***** SUPPLIED DATA *****

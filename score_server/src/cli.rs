use std::{env, env::VarError};

/// The server takes no arguments. If any are given, print the help text and the relevant environment, and tell the
/// caller to exit.
pub fn handle_command_line_args() -> bool {
    let has_cli_args = env::args().count() > 1;
    if has_cli_args {
        display_readme();
        display_envs();
    }
    has_cli_args
}

fn display_readme() {
    const README: &str = include_str!("./cli-help.txt");
    println!("\n{README}\n");
}

fn display_envs() {
    // Only print variables known not to hold secrets. Webhook URLs can embed tokens, so that one is masked.
    const DISPLAY_ENVS: [&str; 10] = [
        "RUST_LOG",
        "SCORE_HOST",
        "SCORE_PORT",
        "SCORE_DATABASE_URL",
        "SCORE_DB_MAX_CONNECTIONS",
        "SCORE_RUN_MIGRATIONS",
        "SCORE_CACHE_ENABLED",
        "SCORE_CACHE_TTL",
        "SCORE_EVENT_BUFFER_SIZE",
        "SCORE_CONTENT_SECURITY_POLICY",
    ];

    println!("Current environment values:");
    DISPLAY_ENVS.iter().for_each(|&name| {
        let val = match env::var(name) {
            Ok(s) => s,
            Err(VarError::NotPresent) => "Not set".into(),
            Err(VarError::NotUnicode(s)) => format!("Invalid value: {}", s.to_string_lossy()),
        };
        println!("  {name:<35} {val:<15}");
    });
    let webhook = if env::var("SCORE_EVENT_WEBHOOK_URL").is_ok() { "Set (hidden)" } else { "Not set" };
    println!("  {:<35} {webhook:<15}", "SCORE_EVENT_WEBHOOK_URL");
}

*****

#### INSTRUCTIONS FOR THE TASK
Put down all the data once more, exactly as it appears above.

#### ANSWER SPACE
filename score_server/src/cli.rs
use std::{env, env::VarError};

/// The server takes no arguments. If any are given, print the help text and the relevant environment, and tell the
/// caller to exit.
pub fn handle_command_line_args() -> bool {
    let has_cli_args = env::args().count() > 1;
    if has_cli_args {
        display_readme();
        display_envs();
    }
    has_cli_args
}

fn display_readme() {
    const README: &str = include_str!("./cli-help.txt");
    println!("\n{README}\n");
}

fn display_envs() {
    // Only print variables known not to hold secrets. Webhook URLs can embed tokens, so that one is masked.
    const DISPLAY_ENVS: [&str; 10] = [
        "RUST_LOG",
        "SCORE_HOST",
        "SCORE_PORT",
        "SCORE_DATABASE_URL",
        "SCORE_DB_MAX_CONNECTIONS",
        "SCORE_RUN_MIGRATIONS",
        "SCORE_CACHE_ENABLED",
        "SCORE_CACHE_TTL",
        "SCORE_EVENT_BUFFER_SIZE",
        "SCORE_CONTENT_SECURITY_POLICY",
    ];

    println!("Current environment values:");
    DISPLAY_ENVS.iter().for_each(|&name| {
        let val = match env::var(name) {
            Ok(s) => s,
            Err(VarError::NotPresent) => "Not set".into(),
            Err(VarError::NotUnicode(s)) => format!("Invalid value: {}", s.to_string_lossy()),
        };
        println!("  {name:<35} {val:<15}");
    });
    let webhook = if env::var("SCORE_EVENT_WEBHOOK_URL").is_ok() { "Set (hidden)" } else { "Not set" };
    println!("  {:<35} {webhook:<15}", "SCORE_EVENT_WEBHOOK_URL");
}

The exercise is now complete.